◧ Fig
Fig is a developer tool startup that I co-founded. We set out to make the commandline easier to use, by retro-fitting existing terminals and shells with a graphical interface.
Here are the first mockups I put together, alongside a few of the problems I thought we might be able to solve.
The terminal is powerful, but unforgiving. It emulates the constraints of hardware (like teletype printers and video terminals) that became obsolete a generation ago. There are no built-in affordances. No hints about the 'right way' of using a tool or even finding the right tool for the job. Beginners are thrown in the deep end. And even seasoned developers can screw up their system with a few unfortunate keystrokes.
To solve this, we add a UI overlay that is linked with the interactive shell. As you type, Fig pops up subcommands, options, and contextually relevant arguments in your existing terminal. For example, you can type
npm run
and Fig will show you the scripts available in your package.json. You could also typecd
when SSH'd into a remote machine and Fig will list the folders within your current directory on the remote machine.
Fig uses the Accessibility API on Mac to insert text on your behalf and read what you've typed. We also integrate with the shell to determine the current process and working directory.

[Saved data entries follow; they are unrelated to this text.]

//! Particle migration between patches.
//!
//! One call moves every departed particle of one species to the patch that
//! now contains it:
//!
//! 1. **Classify** each patch's departed list into per-face send lists.
//! 2. For each axis in increasing order:
//!    - issue the size handshake for every patch, then complete it;
//!    - issue the bulk transfer for every patch, then complete it;
//!    - forward received particles that still sit outside the patch on a
//!      later axis (corner crossings).
//! 3. **Compact** each store: delete departed records, open room in each bin
//!    and insert the arrivals.
//!
//! Co-located neighbors are served by direct copies; remote ones through the
//! [`Communicator`]. Every stage posts all of its sends and receives before
//! waiting on any, so two ranks exchanging symmetrically never block on each
//! other.

pub mod classify;
pub mod compaction;
pub mod size_exchange;
pub mod state;
pub mod transfer;

pub use classify::{classify, wrap_periodic};
pub use compaction::{cleanup_departed, insert_incoming};
pub use state::{AxisSides, ExchangeState};

use crate::algs::communicator::{CommTag, Communicator, Phase};
use crate::debug_invariants::DebugInvariants;
use crate::exchange_error::{ErrorContext, ExchangeError};
use crate::patch::Patch;
use crate::topology::grid::PatchGrid;
use crate::topology::neighbors::NeighborTable;
use crate::topology::side::Side;
use crate::vector_patch::VectorPatch;
use hashbrown::HashMap;

/// Counts for one call of [`exchange_particles`] on one rank.
#[derive(Copy, Clone, Debug, Default, PartialEq, Eq)]
pub struct ExchangeReport {
    /// Records shipped through a face; a corner particle counts once per hop.
    pub sent: usize,
    /// Records inserted into local stores.
    pub received: usize,
    /// Records dropped at non-periodic boundaries.
    pub lost: usize,
}

/// Shared, read-only context of one exchange.
pub(crate) struct Stage<'a, C: Communicator> {
    pub grid: &'a PatchGrid,
    pub slots: &'a HashMap<usize, usize>,
    pub comm: &'a C,
    pub rank: usize,
    pub species: usize,
}

impl<'a, C: Communicator> Stage<'a, C> {
    fn new(
        grid: &'a PatchGrid,
        slots: &'a HashMap<usize, usize>,
        comm: &'a C,
        rank: usize,
        species: usize,
    ) -> Result<Self, ExchangeError> {
        // Tags grow with every component: the largest one bounds them all.
        let last_patch = grid.total_patches().saturating_sub(1);
        CommTag::for_particles(
            species,
            last_patch,
            grid.n_dim() - 1,
            Side::High,
            Phase::Particles,
        )?;
        Ok(Self {
            grid,
            slots,
            comm,
            rank,
            species,
        })
    }

    /// Local slot of the neighbor across `(axis, side)`, `None` unless it
    /// is co-located.
    pub fn local_slot(
        &self,
        neighbors: &NeighborTable,
        axis: usize,
        side: Side,
    ) -> Result<Option<usize>, ExchangeError> {
        let Some(neighbor) = neighbors.get(axis, side) else {
            return Ok(None);
        };
        if !neighbors.is_local(axis, side, self.rank) {
            return Ok(None);
        }
        self.slots
            .get(&neighbor.patch)
            .copied()
            .map(Some)
            .ok_or(ExchangeError::UnknownPatch(neighbor.patch))
    }

    pub fn tag(
        &self,
        sender_patch: usize,
        axis: usize,
        side: Side,
        phase: Phase,
    ) -> Result<u32, ExchangeError> {
        CommTag::for_particles(self.species, sender_patch, axis, side, phase).map(CommTag::as_u32)
    }
}

/// Migrate departed particles of `species` across every patch of `vp`.
///
/// Collective: every rank holding patches must call it for the same species
/// in the same order. On return each store satisfies the bin invariants and
/// the departed lists are empty.
///
/// # Errors
/// `TransferTimeout` when a remote peer stays silent, `InvariantViolation`
/// or `IndexOutOfRange` on corrupted input. Both leave the stores in an
/// unspecified state; the run should abort.
pub fn exchange_particles<C: Communicator>(
    vp: &mut VectorPatch,
    species: usize,
    comm: &C,
) -> Result<ExchangeReport, ExchangeError> {
    let bin_width = vp.params.bin_width();
    let VectorPatch {
        grid,
        rank,
        patches,
        slots,
        losses,
        ..
    } = vp;
    let (grid, slots, rank) = (&*grid, &*slots, *rank);
    if !comm.is_no_comm() && (comm.rank() != rank || comm.size() != grid.n_ranks()) {
        return Err(ExchangeError::InvalidConfig(format!(
            "communicator is rank {} of {}, patches were laid out for rank {} of {}",
            comm.rank(),
            comm.size(),
            rank,
            grid.n_ranks()
        )));
    }
    let stage = Stage::new(grid, slots, comm, rank, species)?;
    let n_dim = grid.n_dim();
    let ctx = ErrorContext::species(species);

    let mut states: Vec<ExchangeState> =
        (0..patches.len()).map(|_| ExchangeState::new(n_dim)).collect();
    for (patch, state) in patches.iter_mut().zip(states.iter_mut()) {
        patch.species(species)?.store.validate_within(ctx)?;
        log::trace!(
            "[exchange] patch {} remote peers {:?}",
            patch.hindex,
            patch.neighbors.remote_ranks(rank)
        );
        classify::init_exchange(patch, species, grid, state)?;
    }

    for axis in 0..n_dim {
        log::trace!("[exchange] species {species}, axis {axis}: size handshake");
        let flight = size_exchange::issue(&stage, patches, &mut states, axis)?;
        size_exchange::complete(&stage, flight, &mut states)?;

        log::trace!("[exchange] species {species}, axis {axis}: bulk transfer");
        let flight = transfer::issue(&stage, patches, &mut states, axis)?;
        transfer::complete(&stage, flight, &mut states)?;
        transfer::forward_corners(&stage, patches, &mut states, axis)?;
    }

    let finish = |(patch, state): (&mut Patch, &mut ExchangeState)| {
        compaction::finish_patch(patch, species, state, bin_width)
    };
    #[cfg(feature = "rayon")]
    {
        use rayon::prelude::*;
        patches
            .par_iter_mut()
            .zip(states.par_iter_mut())
            .try_for_each(finish)?;
    }
    #[cfg(not(feature = "rayon"))]
    patches
        .iter_mut()
        .zip(states.iter_mut())
        .try_for_each(finish)?;

    let report = states
        .iter()
        .fold(ExchangeReport::default(), |acc, s| ExchangeReport {
            sent: acc.sent + s.sent,
            received: acc.received + s.received,
            lost: acc.lost + s.lost,
        });
    losses.record(species, report.lost);
    log::debug!(
        "[exchange] rank {rank}, species {species}: sent {}, received {}, lost {}",
        report.sent,
        report.received,
        report.lost
    );
    Ok(report)
}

My co-founder and I went through YCombinator (opens in a new tab) in the Summer 2020 batch and had one of the most upvoted launches on Hacker News (opens in a new tab). We raised several million dollars in venture funding.
Fig was used by hundreds of thousands of software developers and we built an open-source ecosystem (opens in a new tab) around it with 400+ contributors and 24k stars on GitHub.
Over the the last three years, the team built products ranging from autocomplete to script management to dotfile syncing. (We even experimented with a novel TypeScript-first CI/CD framework and service!)
In August of 2023, we were acquired by Amazon (opens in a new tab) to incorporate our product into their generative AI coding companion, Amazon CodeWhisperer.